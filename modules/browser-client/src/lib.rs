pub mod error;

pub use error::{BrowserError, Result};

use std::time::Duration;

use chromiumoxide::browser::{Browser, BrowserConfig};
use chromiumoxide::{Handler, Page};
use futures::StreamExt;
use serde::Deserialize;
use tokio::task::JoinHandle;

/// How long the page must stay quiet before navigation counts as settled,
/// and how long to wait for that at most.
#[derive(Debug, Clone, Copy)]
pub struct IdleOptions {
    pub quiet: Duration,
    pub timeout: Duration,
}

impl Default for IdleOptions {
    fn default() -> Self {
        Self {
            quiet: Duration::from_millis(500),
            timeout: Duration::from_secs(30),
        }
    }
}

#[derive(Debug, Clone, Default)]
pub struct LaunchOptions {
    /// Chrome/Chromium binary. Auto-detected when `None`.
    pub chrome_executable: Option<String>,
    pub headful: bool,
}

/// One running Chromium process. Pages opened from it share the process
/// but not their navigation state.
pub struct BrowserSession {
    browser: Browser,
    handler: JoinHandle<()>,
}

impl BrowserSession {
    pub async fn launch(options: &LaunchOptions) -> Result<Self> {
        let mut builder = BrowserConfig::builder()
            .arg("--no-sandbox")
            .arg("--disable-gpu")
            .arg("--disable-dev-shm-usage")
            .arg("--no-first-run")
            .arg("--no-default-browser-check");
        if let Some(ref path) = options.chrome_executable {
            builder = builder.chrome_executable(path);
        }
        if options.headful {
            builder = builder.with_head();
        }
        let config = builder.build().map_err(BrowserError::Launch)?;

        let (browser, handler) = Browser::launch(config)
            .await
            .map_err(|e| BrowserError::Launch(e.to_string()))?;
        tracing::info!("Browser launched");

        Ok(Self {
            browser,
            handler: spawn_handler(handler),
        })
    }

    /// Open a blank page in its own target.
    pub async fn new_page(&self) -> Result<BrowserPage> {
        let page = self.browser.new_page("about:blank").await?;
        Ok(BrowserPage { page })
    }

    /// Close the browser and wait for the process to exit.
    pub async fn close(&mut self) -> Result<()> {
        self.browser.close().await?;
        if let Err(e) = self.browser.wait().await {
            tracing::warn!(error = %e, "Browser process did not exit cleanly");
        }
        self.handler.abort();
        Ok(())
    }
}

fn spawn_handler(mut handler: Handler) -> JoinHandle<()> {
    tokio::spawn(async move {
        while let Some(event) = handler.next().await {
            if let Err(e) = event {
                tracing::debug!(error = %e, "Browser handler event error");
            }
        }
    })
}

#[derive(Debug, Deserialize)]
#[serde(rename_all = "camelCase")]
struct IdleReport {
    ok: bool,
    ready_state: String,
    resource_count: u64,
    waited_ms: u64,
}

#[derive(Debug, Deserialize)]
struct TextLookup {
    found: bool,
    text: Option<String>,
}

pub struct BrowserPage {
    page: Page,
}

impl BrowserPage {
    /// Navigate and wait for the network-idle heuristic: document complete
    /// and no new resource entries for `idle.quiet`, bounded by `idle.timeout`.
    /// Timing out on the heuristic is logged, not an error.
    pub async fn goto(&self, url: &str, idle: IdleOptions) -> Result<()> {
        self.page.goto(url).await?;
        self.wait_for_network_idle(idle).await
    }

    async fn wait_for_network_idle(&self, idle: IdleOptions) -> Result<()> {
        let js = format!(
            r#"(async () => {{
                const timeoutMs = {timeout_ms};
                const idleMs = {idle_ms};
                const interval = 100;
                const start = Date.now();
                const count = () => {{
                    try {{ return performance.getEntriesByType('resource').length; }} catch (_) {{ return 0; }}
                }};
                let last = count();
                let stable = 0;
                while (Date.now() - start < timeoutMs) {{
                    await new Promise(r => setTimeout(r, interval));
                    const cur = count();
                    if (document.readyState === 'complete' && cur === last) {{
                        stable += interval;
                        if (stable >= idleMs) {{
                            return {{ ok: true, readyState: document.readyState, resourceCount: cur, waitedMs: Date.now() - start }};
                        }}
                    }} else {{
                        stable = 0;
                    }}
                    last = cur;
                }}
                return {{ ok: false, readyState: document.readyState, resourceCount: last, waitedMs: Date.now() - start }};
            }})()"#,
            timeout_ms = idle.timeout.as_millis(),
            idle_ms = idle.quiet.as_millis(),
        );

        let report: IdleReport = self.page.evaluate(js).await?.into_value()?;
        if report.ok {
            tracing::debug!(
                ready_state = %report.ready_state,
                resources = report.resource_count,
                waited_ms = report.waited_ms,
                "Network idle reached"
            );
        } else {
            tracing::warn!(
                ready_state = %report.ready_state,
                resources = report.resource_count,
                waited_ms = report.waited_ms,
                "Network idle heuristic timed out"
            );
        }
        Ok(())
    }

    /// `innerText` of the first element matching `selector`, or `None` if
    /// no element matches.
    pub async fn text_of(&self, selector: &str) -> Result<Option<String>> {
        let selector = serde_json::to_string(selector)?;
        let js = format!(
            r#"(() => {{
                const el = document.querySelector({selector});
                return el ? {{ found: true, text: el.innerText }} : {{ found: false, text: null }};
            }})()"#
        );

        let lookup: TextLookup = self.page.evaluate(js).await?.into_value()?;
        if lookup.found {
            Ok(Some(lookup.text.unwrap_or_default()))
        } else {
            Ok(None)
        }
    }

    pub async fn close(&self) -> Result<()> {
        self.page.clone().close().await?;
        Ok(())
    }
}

Activity -> The response has to match the data exactly, line for line.

Response to the exercise ->
filename modules/browser-client/src/lib.rs
pub mod error;

pub use error::{BrowserError, Result};

use std::time::Duration;

use chromiumoxide::browser::{Browser, BrowserConfig};
use chromiumoxide::{Handler, Page};
use futures::StreamExt;
use serde::Deserialize;
use tokio::task::JoinHandle;

/// How long the page must stay quiet before navigation counts as settled,
/// and how long to wait for that at most.
#[derive(Debug, Clone, Copy)]
pub struct IdleOptions {
    pub quiet: Duration,
    pub timeout: Duration,
}

impl Default for IdleOptions {
    fn default() -> Self {
        Self {
            quiet: Duration::from_millis(500),
            timeout: Duration::from_secs(30),
        }
    }
}

#[derive(Debug, Clone, Default)]
pub struct LaunchOptions {
    /// Chrome/Chromium binary. Auto-detected when `None`.
    pub chrome_executable: Option<String>,
    pub headful: bool,
}

/// One running Chromium process. Pages opened from it share the process
/// but not their navigation state.
pub struct BrowserSession {
    browser: Browser,
    handler: JoinHandle<()>,
}

impl BrowserSession {
    pub async fn launch(options: &LaunchOptions) -> Result<Self> {
        let mut builder = BrowserConfig::builder()
            .arg("--no-sandbox")
            .arg("--disable-gpu")
            .arg("--disable-dev-shm-usage")
            .arg("--no-first-run")
            .arg("--no-default-browser-check");
        if let Some(ref path) = options.chrome_executable {
            builder = builder.chrome_executable(path);
        }
        if options.headful {
            builder = builder.with_head();
        }
        let config = builder.build().map_err(BrowserError::Launch)?;

        let (browser, handler) = Browser::launch(config)
            .await
            .map_err(|e| BrowserError::Launch(e.to_string()))?;
        tracing::info!("Browser launched");

        Ok(Self {
            browser,
            handler: spawn_handler(handler),
        })
    }

    /// Open a blank page in its own target.
    pub async fn new_page(&self) -> Result<BrowserPage> {
        let page = self.browser.new_page("about:blank").await?;
        Ok(BrowserPage { page })
    }

    /// Close the browser and wait for the process to exit.
    pub async fn close(&mut self) -> Result<()> {
        self.browser.close().await?;
        if let Err(e) = self.browser.wait().await {
            tracing::warn!(error = %e, "Browser process did not exit cleanly");
        }
        self.handler.abort();
        Ok(())
    }
}

fn spawn_handler(mut handler: Handler) -> JoinHandle<()> {
    tokio::spawn(async move {
        while let Some(event) = handler.next().await {
            if let Err(e) = event {
                tracing::debug!(error = %e, "Browser handler event error");
            }
        }
    })
}

#[derive(Debug, Deserialize)]
#[serde(rename_all = "camelCase")]
struct IdleReport {
    ok: bool,
    ready_state: String,
    resource_count: u64,
    waited_ms: u64,
}

#[derive(Debug, Deserialize)]
struct TextLookup {
    found: bool,
    text: Option<String>,
}

pub struct BrowserPage {
    page: Page,
}

impl BrowserPage {
    /// Navigate and wait for the network-idle heuristic: document complete
    /// and no new resource entries for `idle.quiet`, bounded by `idle.timeout`.
    /// Timing out on the heuristic is logged, not an error.
    pub async fn goto(&self, url: &str, idle: IdleOptions) -> Result<()> {
        self.page.goto(url).await?;
        self.wait_for_network_idle(idle).await
    }

    async fn wait_for_network_idle(&self, idle: IdleOptions) -> Result<()> {
        let js = format!(
            r#"(async () => {{
                const timeoutMs = {timeout_ms};
                const idleMs = {idle_ms};
                const interval = 100;
                const start = Date.now();
                const count = () => {{
                    try {{ return performance.getEntriesByType('resource').length; }} catch (_) {{ return 0; }}
                }};
                let last = count();
                let stable = 0;
                while (Date.now() - start < timeoutMs) {{
                    await new Promise(r => setTimeout(r, interval));
                    const cur = count();
                    if (document.readyState === 'complete' && cur === last) {{
                        stable += interval;
                        if (stable >= idleMs) {{
                            return {{ ok: true, readyState: document.readyState, resourceCount: cur, waitedMs: Date.now() - start }};
                        }}
                    }} else {{
                        stable = 0;
                    }}
                    last = cur;
                }}
                return {{ ok: false, readyState: document.readyState, resourceCount: last, waitedMs: Date.now() - start }};
            }})()"#,
            timeout_ms = idle.timeout.as_millis(),
            idle_ms = idle.quiet.as_millis(),
        );

        let report: IdleReport = self.page.evaluate(js).await?.into_value()?;
        if report.ok {
            tracing::debug!(
                ready_state = %report.ready_state,
                resources = report.resource_count,
                waited_ms = report.waited_ms,
                "Network idle reached"
            );
        } else {
            tracing::warn!(
                ready_state = %report.ready_state,
                resources = report.resource_count,
                waited_ms = report.waited_ms,
                "Network idle heuristic timed out"
            );
        }
        Ok(())
    }

    /// `innerText` of the first element matching `selector`, or `None` if
    /// no element matches.
    pub async fn text_of(&self, selector: &str) -> Result<Option<String>> {
        let selector = serde_json::to_string(selector)?;
        let js = format!(
            r#"(() => {{
                const el = document.querySelector({selector});
                return el ? {{ found: true, text: el.innerText }} : {{ found: false, text: null }};
            }})()"#
        );

        let lookup: TextLookup = self.page.evaluate(js).await?.into_value()?;
        if lookup.found {
            Ok(Some(lookup.text.unwrap_or_default()))
        } else {
            Ok(None)
        }
    }

    pub async fn close(&self) -> Result<()> {
        self.page.clone().close().await?;
        Ok(())
    }
}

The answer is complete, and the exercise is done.